L’histoire commence début 2021 quand le maçon syrien est contacté par le chauffeur du consul pour postuler à un appel d’offres portant sur les travaux du consulat de Libye. Son dossier est retenu, le contrat signé, le chantier démarre le 15 mars. « Tout se fait en trois mois, résume la procureure Anne-Sophie Iarrouy. Tout roule mais c’était sans compter les promesses non tenues, les peurs, les angoisses… » Celles-ci se traduisent, en fin d’année, par un dépôt de plainte de l’entrepreneur portant sur des menaces proférées par le consul exigeant, selon ses dires, le versement d’une rétrocommission. « Je lui ai donné 5 700 euros en espèce, avoue l’artisan à la barre, sur questions de la juge Lola Vandermaesen.
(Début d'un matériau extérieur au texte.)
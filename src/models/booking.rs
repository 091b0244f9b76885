use chrono::{DateTime, Utc};
use serde::{Deserialize, Serialize};
use std::fmt;
use uuid::Uuid;
use validator::Validate;

use super::seat::SeatId;
use super::session::SessionToken;
use super::showtime::ShowtimeId;
use crate::errors::BookingError;

#[derive(Debug, Clone, Copy, PartialEq, Eq, Hash, Serialize, Deserialize)]
#[serde(rename_all = "snake_case")]
pub enum BookingStatus {
    Draft,
    AwaitingPayment,
    Confirmed,
    Failed,
}

impl BookingStatus {
    pub fn is_final(self) -> bool {
        matches!(self, BookingStatus::Confirmed | BookingStatus::Failed)
    }
}

impl fmt::Display for BookingStatus {
    fn fmt(&self, f: &mut fmt::Formatter<'_>) -> fmt::Result {
        let s = match self {
            BookingStatus::Draft => "draft",
            BookingStatus::AwaitingPayment => "awaiting_payment",
            BookingStatus::Confirmed => "confirmed",
            BookingStatus::Failed => "failed",
        };
        f.write_str(s)
    }
}

/// Price of a selection. `total` is always `base + fee`.
#[derive(Debug, Clone, Copy, PartialEq, Eq, Default, Serialize, Deserialize)]
pub struct PriceBreakdown {
    pub base: u64,
    pub fee: u64,
    pub total: u64,
}

/// Contact form fields that can fail validation.
#[derive(Debug, Clone, Copy, PartialEq, Eq, PartialOrd, Ord, Hash, Serialize, Deserialize)]
#[serde(rename_all = "snake_case")]
pub enum ContactField {
    Email,
    Phone,
    Terms,
}

impl fmt::Display for ContactField {
    fn fmt(&self, f: &mut fmt::Formatter<'_>) -> fmt::Result {
        match self {
            ContactField::Email => f.write_str("email"),
            ContactField::Phone => f.write_str("phone"),
            ContactField::Terms => f.write_str("terms"),
        }
    }
}

/// Raw contact data as submitted by the user.
#[derive(Debug, Clone, Default, Deserialize, Validate)]
pub struct ContactForm {
    #[validate(length(min = 1), email)]
    pub email: String,
    #[validate(length(min = 1))]
    pub phone: String,
    #[serde(default)]
    pub accept_terms: bool,
}

impl ContactForm {
    /// Trims the form and checks every field, reporting all offending fields at once.
    pub fn into_contact(self) -> Result<ContactInfo, BookingError> {
        let form = ContactForm {
            email: self.email.trim().to_string(),
            phone: self.phone.trim().to_string(),
            accept_terms: self.accept_terms,
        };

        let mut fields = Vec::new();
        if let Err(errors) = form.validate() {
            for key in errors.field_errors().keys() {
                match &**key {
                    "email" => fields.push(ContactField::Email),
                    "phone" => fields.push(ContactField::Phone),
                    _ => {}
                }
            }
        }
        if !form.accept_terms {
            fields.push(ContactField::Terms);
        }

        if !fields.is_empty() {
            fields.sort();
            fields.dedup();
            return Err(BookingError::Validation { fields });
        }

        Ok(ContactInfo { email: form.email, phone: form.phone, terms_accepted: true })
    }
}

#[derive(Debug, Clone, PartialEq, Eq, Serialize, Deserialize)]
pub struct ContactInfo {
    pub email: String,
    pub phone: String,
    pub terms_accepted: bool,
}

/// Record of one checkout attempt. Frozen once confirmed or failed.
#[derive(Debug, Clone, Serialize)]
pub struct Booking {
    id: Uuid,
    showtime_id: ShowtimeId,
    session: SessionToken,
    seats: Vec<SeatId>,
    contact: Option<ContactInfo>,
    status: BookingStatus,
    failure: Option<String>,
    price: Option<PriceBreakdown>,
    ticket_id: Option<Uuid>,
    created_at: DateTime<Utc>,
    updated_at: DateTime<Utc>,
}

impl Booking {
    pub(crate) fn draft(
        showtime_id: ShowtimeId,
        session: SessionToken,
        mut seats: Vec<SeatId>,
        now: DateTime<Utc>,
    ) -> Self {
        seats.sort();
        Self {
            id: Uuid::new_v4(),
            showtime_id,
            session,
            seats,
            contact: None,
            status: BookingStatus::Draft,
            failure: None,
            price: None,
            ticket_id: None,
            created_at: now,
            updated_at: now,
        }
    }

    /// New attempt for the same seats and contact data, straight to `awaiting_payment`.
    pub(crate) fn next_attempt(&self, now: DateTime<Utc>) -> Self {
        Self {
            id: Uuid::new_v4(),
            showtime_id: self.showtime_id.clone(),
            session: self.session.clone(),
            seats: self.seats.clone(),
            contact: self.contact.clone(),
            status: BookingStatus::AwaitingPayment,
            failure: None,
            price: None,
            ticket_id: None,
            created_at: now,
            updated_at: now,
        }
    }

    pub(crate) fn attach_contact(&mut self, contact: ContactInfo, now: DateTime<Utc>) -> Result<(), BookingError> {
        self.expect_status(BookingStatus::Draft)?;
        self.contact = Some(contact);
        self.status = BookingStatus::AwaitingPayment;
        self.updated_at = now;
        Ok(())
    }

    pub(crate) fn confirm(&mut self, price: PriceBreakdown, ticket_id: Uuid, now: DateTime<Utc>) -> Result<(), BookingError> {
        self.expect_status(BookingStatus::AwaitingPayment)?;
        self.price = Some(price);
        self.ticket_id = Some(ticket_id);
        self.status = BookingStatus::Confirmed;
        self.updated_at = now;
        Ok(())
    }

    pub(crate) fn fail(&mut self, reason: impl Into<String>, now: DateTime<Utc>) -> Result<(), BookingError> {
        if self.status.is_final() {
            return Err(BookingError::InvalidState {
                expected: "draft or awaiting_payment".to_string(),
                actual: self.status.to_string(),
            });
        }
        self.failure = Some(reason.into());
        self.status = BookingStatus::Failed;
        self.updated_at = now;
        Ok(())
    }

    fn expect_status(&self, expected: BookingStatus) -> Result<(), BookingError> {
        if self.status != expected {
            return Err(BookingError::InvalidState {
                expected: expected.to_string(),
                actual: self.status.to_string(),
            });
        }
        Ok(())
    }

    pub fn id(&self) -> Uuid {
        self.id
    }

    pub fn showtime_id(&self) -> &ShowtimeId {
        &self.showtime_id
    }

    pub fn session(&self) -> &SessionToken {
        &self.session
    }

    pub fn seats(&self) -> &[SeatId] {
        &self.seats
    }

    pub fn contact(&self) -> Option<&ContactInfo> {
        self.contact.as_ref()
    }

    pub fn status(&self) -> BookingStatus {
        self.status
    }

    pub fn failure(&self) -> Option<&str> {
        self.failure.as_deref()
    }

    /// Price snapshot, present only once confirmed.
    pub fn price(&self) -> Option<PriceBreakdown> {
        self.price
    }

    pub fn ticket_id(&self) -> Option<Uuid> {
        self.ticket_id
    }

    pub fn created_at(&self) -> DateTime<Utc> {
        self.created_at
    }

    pub fn updated_at(&self) -> DateTime<Utc> {
        self.updated_at
    }
}
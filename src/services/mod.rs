pub mod auth;
pub mod checkout;
pub mod cleanup;
pub mod inventory;
pub mod payment;
pub mod pricing;
pub mod seat_map;
pub mod selection;
pub mod sessions;
pub mod ticketing;
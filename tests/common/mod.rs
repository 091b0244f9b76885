#![allow(dead_code)]

use chrono::{TimeZone, Utc};
use std::sync::Arc;

use seat_booking::clock::{Clock, ManualClock};
use seat_booking::config::Config;
use seat_booking::models::{SeatId, SessionContext, Showtime, ShowtimeId};
use seat_booking::services::inventory::ShowtimeInventory;
use seat_booking::services::payment::{PaymentGateway, SimulatedPaymentGateway};
use seat_booking::services::sessions::{InMemorySessionStore, SessionStore};
use seat_booking::AppState;

pub const EMAIL: &str = "ada@example.com";
pub const PASSWORD: &str = "lovelace";

/// Defaults with a cheap bcrypt cost, one known account and no pre-sold seats.
pub fn test_config() -> Config {
    let mut config = Config::default_values().unwrap();
    config.users.bcrypt_cost = 4;
    config.users.accounts = format!("{EMAIL}:{PASSWORD}");
    config.seat_map.prebooked_ratio = 0.0;
    config
}

pub struct Harness {
    pub state: Arc<AppState>,
    pub clock: Arc<ManualClock>,
    pub payments: Arc<SimulatedPaymentGateway>,
}

impl Harness {
    pub fn new() -> Self {
        Self::with_config(test_config())
    }

    pub fn with_config(config: Config) -> Self {
        let clock = Arc::new(ManualClock::new(Utc.with_ymd_and_hms(2026, 3, 1, 18, 0, 0).unwrap()));
        let payments = Arc::new(SimulatedPaymentGateway::approving());
        let sessions: Arc<dyn SessionStore> = Arc::new(InMemorySessionStore::new(clock.clone(), config.session.ttl_secs));
        let gateway: Arc<dyn PaymentGateway> = payments.clone();
        let state = AppState::with_parts(config, clock.clone() as Arc<dyn Clock>, sessions, gateway).unwrap();
        Self { state, clock, payments }
    }

    pub fn showtime(&self, id: &str) -> Arc<ShowtimeInventory> {
        self.state.inventories.open(Showtime {
            id: ShowtimeId::new(id),
            movie_id: "m-dune".to_string(),
            theater_id: "t-1".to_string(),
            starts_at: Utc.with_ymd_and_hms(2026, 3, 1, 21, 0, 0).unwrap(),
        })
    }

    pub async fn anonymous(&self) -> SessionContext {
        self.state.sessions().create().await.unwrap()
    }

    pub async fn logged_in(&self) -> SessionContext {
        let session = self.anonymous().await;
        let (session, _) = self.state.auth.authenticate(&session.token, EMAIL, PASSWORD).await.unwrap();
        session
    }
}

pub fn seat(id: &str) -> SeatId {
    id.parse().unwrap()
}
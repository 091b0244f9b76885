//! Checkout state machine.
//!
//! ```text
//! collecting_contact ──submit_contact──▶ processing_payment ──▶ confirmed
//!                                              │      ▲
//!                                              ▼      │ retry (payment failures only)
//!                                            failed ──┘
//! ```
//!
//! One workflow drives one booking attempt at a time and owns the selection
//! for as long as it lives. The payment call is the only await point; it
//! races against cancellation and against the earliest hold expiry.

use serde::Serialize;
use tokio::sync::watch;
use tokio::time::Duration;
use tracing::{error, info, warn};

use crate::errors::BookingError;
use crate::models::{AuthUser, Booking, BookingStatus, ConfirmationPayload, ContactForm, PriceBreakdown, SessionContext, Ticket};
use crate::services::auth::AuthGate;
use crate::services::payment::{PaymentAuthorization, PaymentGateway, PaymentGatewayError, PaymentRequest};
use crate::services::pricing::PricingCalculator;
use crate::services::selection::SeatSelectionStore;
use crate::services::ticketing::TicketIssuer;

#[derive(Debug, Clone, Copy, PartialEq, Eq, Serialize)]
#[serde(rename_all = "snake_case")]
pub enum CheckoutState {
    CollectingContact,
    ProcessingPayment,
    Confirmed,
    Failed,
}

impl std::fmt::Display for CheckoutState {
    fn fmt(&self, f: &mut std::fmt::Formatter<'_>) -> std::fmt::Result {
        let s = match self {
            CheckoutState::CollectingContact => "collecting_contact",
            CheckoutState::ProcessingPayment => "processing_payment",
            CheckoutState::Confirmed => "confirmed",
            CheckoutState::Failed => "failed",
        };
        f.write_str(s)
    }
}

/// Why the current attempt failed. Only payment failures can be retried.
#[derive(Debug, Clone, Copy, PartialEq, Eq, Serialize)]
#[serde(rename_all = "snake_case")]
pub enum FailureKind {
    Payment,
    SeatConflict,
    HoldExpired,
    Cancelled,
}

impl FailureKind {
    fn of(error: &BookingError) -> Self {
        match error {
            BookingError::SeatConflict { .. } | BookingError::SeatLost { .. } => FailureKind::SeatConflict,
            BookingError::HoldExpired { .. } => FailureKind::HoldExpired,
            BookingError::PaymentFailure { .. } => FailureKind::Payment,
            _ => FailureKind::Cancelled,
        }
    }
}

/// Sending half of a checkout's cancellation signal.
#[derive(Debug, Clone)]
pub struct CancelHandle {
    tx: watch::Sender<bool>,
}

impl CancelHandle {
    pub fn cancel(&self) {
        self.tx.send_replace(true);
    }
}

#[derive(Debug, Clone)]
pub struct CancelSignal {
    rx: watch::Receiver<bool>,
}

impl CancelSignal {
    pub fn is_cancelled(&self) -> bool {
        *self.rx.borrow()
    }

    async fn cancelled(&mut self) {
        while !*self.rx.borrow_and_update() {
            if self.rx.changed().await.is_err() {
                // Handle dropped without cancelling: never fires.
                std::future::pending::<()>().await;
            }
        }
    }
}

pub fn cancel_pair() -> (CancelHandle, CancelSignal) {
    let (tx, rx) = watch::channel(false);
    (CancelHandle { tx }, CancelSignal { rx })
}

/// `begin` refused to start. The selection is handed back untouched.
#[derive(Debug)]
pub struct CheckoutRejected {
    pub error: BookingError,
    pub selection: SeatSelectionStore,
}

enum PaymentStep {
    Authorized(PaymentAuthorization),
    Declined(PaymentGatewayError),
    Cancelled,
    Expired,
}

#[derive(Debug)]
pub struct CheckoutWorkflow {
    state: CheckoutState,
    user: AuthUser,
    selection: SeatSelectionStore,
    booking: Booking,
    attempts: Vec<Booking>,
    ticket: Option<Ticket>,
    failure: Option<FailureKind>,
    pricing: PricingCalculator,
    currency: String,
}

impl CheckoutWorkflow {
    /// Moves from selection into checkout. Needs a non-empty selection and a
    /// session the auth gate lets through; holds are renewed on entry.
    pub fn begin(
        session: &SessionContext,
        gate: &AuthGate,
        selection: SeatSelectionStore,
        pricing: PricingCalculator,
    ) -> Result<Self, CheckoutRejected> {
        if selection.session() != &session.token {
            let error = BookingError::InvalidState {
                expected: format!("selection of session {}", session.token),
                actual: format!("selection of session {}", selection.session()),
            };
            return Err(CheckoutRejected { error, selection });
        }
        if selection.is_empty() {
            return Err(CheckoutRejected { error: BookingError::EmptySelection, selection });
        }
        let authorized = match gate.require_auth(session, &selection) {
            Ok(authorized) => authorized,
            Err(error) => return Err(CheckoutRejected { error, selection }),
        };
        if let Err(error) = selection.renew_holds() {
            return Err(CheckoutRejected { error, selection });
        }

        let now = selection.inventory().now();
        let booking = Booking::draft(selection.showtime_id().clone(), session.token.clone(), selection.seat_ids(), now);
        info!(
            booking_id = %booking.id(),
            session = %session.token,
            seats = selection.len(),
            "checkout started"
        );

        Ok(Self {
            state: CheckoutState::CollectingContact,
            user: authorized.user().clone(),
            selection,
            booking,
            attempts: Vec::new(),
            ticket: None,
            failure: None,
            pricing,
            currency: "USD".to_string(),
        })
    }

    pub fn with_currency(mut self, currency: impl Into<String>) -> Self {
        self.currency = currency.into();
        self
    }

    fn expect_state(&self, expected: CheckoutState) -> Result<(), BookingError> {
        if self.state != expected {
            return Err(BookingError::InvalidState { expected: expected.to_string(), actual: self.state.to_string() });
        }
        Ok(())
    }

    /// Validates the contact form. On failure nothing changes and every
    /// offending field is reported.
    pub fn submit_contact(&mut self, form: ContactForm) -> Result<(), BookingError> {
        self.expect_state(CheckoutState::CollectingContact)?;
        let contact = form.into_contact()?;
        let now = self.selection.inventory().now();
        self.booking.attach_contact(contact, now)?;
        self.state = CheckoutState::ProcessingPayment;
        info!(booking_id = %self.booking.id(), "contact details accepted");
        Ok(())
    }

    /// Runs the payment step and, on success, issues the ticket.
    pub async fn process_payment(
        &mut self,
        gateway: &dyn PaymentGateway,
        issuer: &TicketIssuer,
        cancel: &mut CancelSignal,
    ) -> Result<ConfirmationPayload, BookingError> {
        self.expect_state(CheckoutState::ProcessingPayment)?;
        if cancel.is_cancelled() {
            return Err(self.abort(BookingError::Cancelled));
        }

        let inventory = self.selection.inventory().clone();
        let seats = self.booking.seats().to_vec();
        let deadline = match inventory.hold_deadline(&seats, self.booking.session()) {
            Ok(deadline) => deadline,
            Err(e) => return Err(self.abort(e)),
        };
        let remaining = (deadline - inventory.now()).to_std().unwrap_or(Duration::ZERO);

        let request = PaymentRequest {
            booking_id: self.booking.id(),
            amount: self.price().total,
            currency: self.currency.clone(),
            description: format!("{} seat(s) for showtime {}", seats.len(), self.booking.showtime_id()),
            email: self.booking.contact().map(|c| c.email.clone()).unwrap_or_default(),
        };
        info!(booking_id = %request.booking_id, amount = request.amount, "processing payment");

        let step = tokio::select! {
            biased;
            _ = cancel.cancelled() => PaymentStep::Cancelled,
            _ = tokio::time::sleep(remaining) => PaymentStep::Expired,
            result = gateway.authorize(&request) => match result {
                Ok(authorization) => PaymentStep::Authorized(authorization),
                Err(e) => PaymentStep::Declined(e),
            },
        };

        match step {
            PaymentStep::Cancelled => Err(self.abort(BookingError::Cancelled)),
            PaymentStep::Expired => {
                let seat = inventory
                    .hold_deadline(&seats, self.booking.session())
                    .err()
                    .and_then(|e| match e {
                        BookingError::HoldExpired { seat } | BookingError::SeatConflict { seat } => Some(seat),
                        _ => None,
                    })
                    .unwrap_or_else(|| seats[0].clone());
                Err(self.abort(BookingError::HoldExpired { seat }))
            }
            PaymentStep::Declined(e) => {
                let reason = e.to_string();
                let now = inventory.now();
                self.booking.fail(reason.clone(), now)?;
                self.state = CheckoutState::Failed;
                self.failure = Some(FailureKind::Payment);
                warn!(booking_id = %self.booking.id(), reason = %reason, "payment failed, selection kept for retry");
                Err(BookingError::PaymentFailure { reason })
            }
            PaymentStep::Authorized(authorization) => {
                match issuer.issue(&mut self.booking, &self.selection, &self.pricing) {
                    Ok(ticket) => {
                        if let Err(e) = gateway.capture(&authorization).await {
                            error!(booking_id = %self.booking.id(), "capture failed after seats were booked: {}", e);
                        }
                        let payload = ticket.payload();
                        self.ticket = Some(ticket);
                        self.state = CheckoutState::Confirmed;
                        self.failure = None;
                        Ok(payload)
                    }
                    Err(e) => {
                        if let Err(void_err) = gateway.void(&authorization).await {
                            error!(booking_id = %self.booking.id(), "failed to void authorization: {}", void_err);
                        }
                        Err(self.abort(e))
                    }
                }
            }
        }
    }

    /// Starts a fresh attempt after a payment failure, reusing the contact
    /// details and the held seats.
    pub fn retry(&mut self) -> Result<(), BookingError> {
        self.expect_state(CheckoutState::Failed)?;
        if self.failure != Some(FailureKind::Payment) {
            return Err(BookingError::InvalidState {
                expected: "failed payment".to_string(),
                actual: format!("{:?}", self.failure),
            });
        }
        if let Err(e) = self.selection.renew_holds() {
            return Err(self.abort(e));
        }

        let now = self.selection.inventory().now();
        let next = self.booking.next_attempt(now);
        let previous = std::mem::replace(&mut self.booking, next);
        info!(previous = %previous.id(), booking_id = %self.booking.id(), "retrying payment");
        self.attempts.push(previous);
        self.state = CheckoutState::ProcessingPayment;
        self.failure = None;
        Ok(())
    }

    /// Abandons the checkout and releases the holds. Confirmed bookings stay.
    pub fn cancel(&mut self) -> Result<(), BookingError> {
        if self.state == CheckoutState::Confirmed {
            return Err(BookingError::InvalidState {
                expected: "unconfirmed checkout".to_string(),
                actual: self.state.to_string(),
            });
        }
        self.abort(BookingError::Cancelled);
        Ok(())
    }

    /// Ends the attempt for good: releases holds and fails the booking.
    /// A seat conflict reported from here is final, not retryable.
    fn abort(&mut self, error: BookingError) -> BookingError {
        let error = match error {
            BookingError::SeatConflict { seat } => BookingError::SeatLost { seat },
            other => other,
        };
        let released = self.selection.release_all();
        let now = self.selection.inventory().now();
        if !self.booking.status().is_final() {
            // Cannot fail: the booking is not final.
            let _ = self.booking.fail(error.to_string(), now);
        }
        self.state = CheckoutState::Failed;
        self.failure = Some(FailureKind::of(&error));
        warn!(booking_id = %self.booking.id(), released, "checkout aborted: {}", error);
        error
    }

    pub fn state(&self) -> CheckoutState {
        self.state
    }

    pub fn booking(&self) -> &Booking {
        &self.booking
    }

    /// Earlier attempts of this checkout, oldest first.
    pub fn attempts(&self) -> &[Booking] {
        &self.attempts
    }

    pub fn ticket(&self) -> Option<&Ticket> {
        self.ticket.as_ref()
    }

    pub fn failure(&self) -> Option<FailureKind> {
        self.failure
    }

    pub fn user(&self) -> &AuthUser {
        &self.user
    }

    pub fn selection(&self) -> &SeatSelectionStore {
        &self.selection
    }

    /// Confirmed bookings report their snapshot; otherwise the live price.
    pub fn price(&self) -> PriceBreakdown {
        match (self.booking.status(), self.booking.price()) {
            (BookingStatus::Confirmed, Some(snapshot)) => snapshot,
            _ => self.pricing.quote(&self.selection),
        }
    }
}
Je savais que c’était illégal mais je n’avais pas le choix sinon, il me tuait. » Le maçon affirme avoir été menacé de mort par le comptable du consulat et le consul lui-même, qui lui auraient rappelé qu »ils pouvaient (lui) faire comme on a fait au journaliste saoudien », en évoquant le cas de Jamal Kashoggi, tué au consulat d’Arabie saoudite à Istanbul en 2018.
Toujours d’après ses déclarations, les pressions ont continué après son dépôt de plainte, « quand il a su, il m’a dit qu’il allait payer quelqu’un un million d’euros pour me tuer », poursuit le trentenaire qui explique avoir également été contraint de fournir trois chèques d’un montant total de 40 000 euros, auxquels il a fait opposition. « J’ai quitté le chantier puis j’ai repris, il disait qu’il m’attaquerait pour non-exécution du contrat, qu’il était intouchable car il avait l’immunité diplomatique », explique encore le prévenu par la voix de son interprète.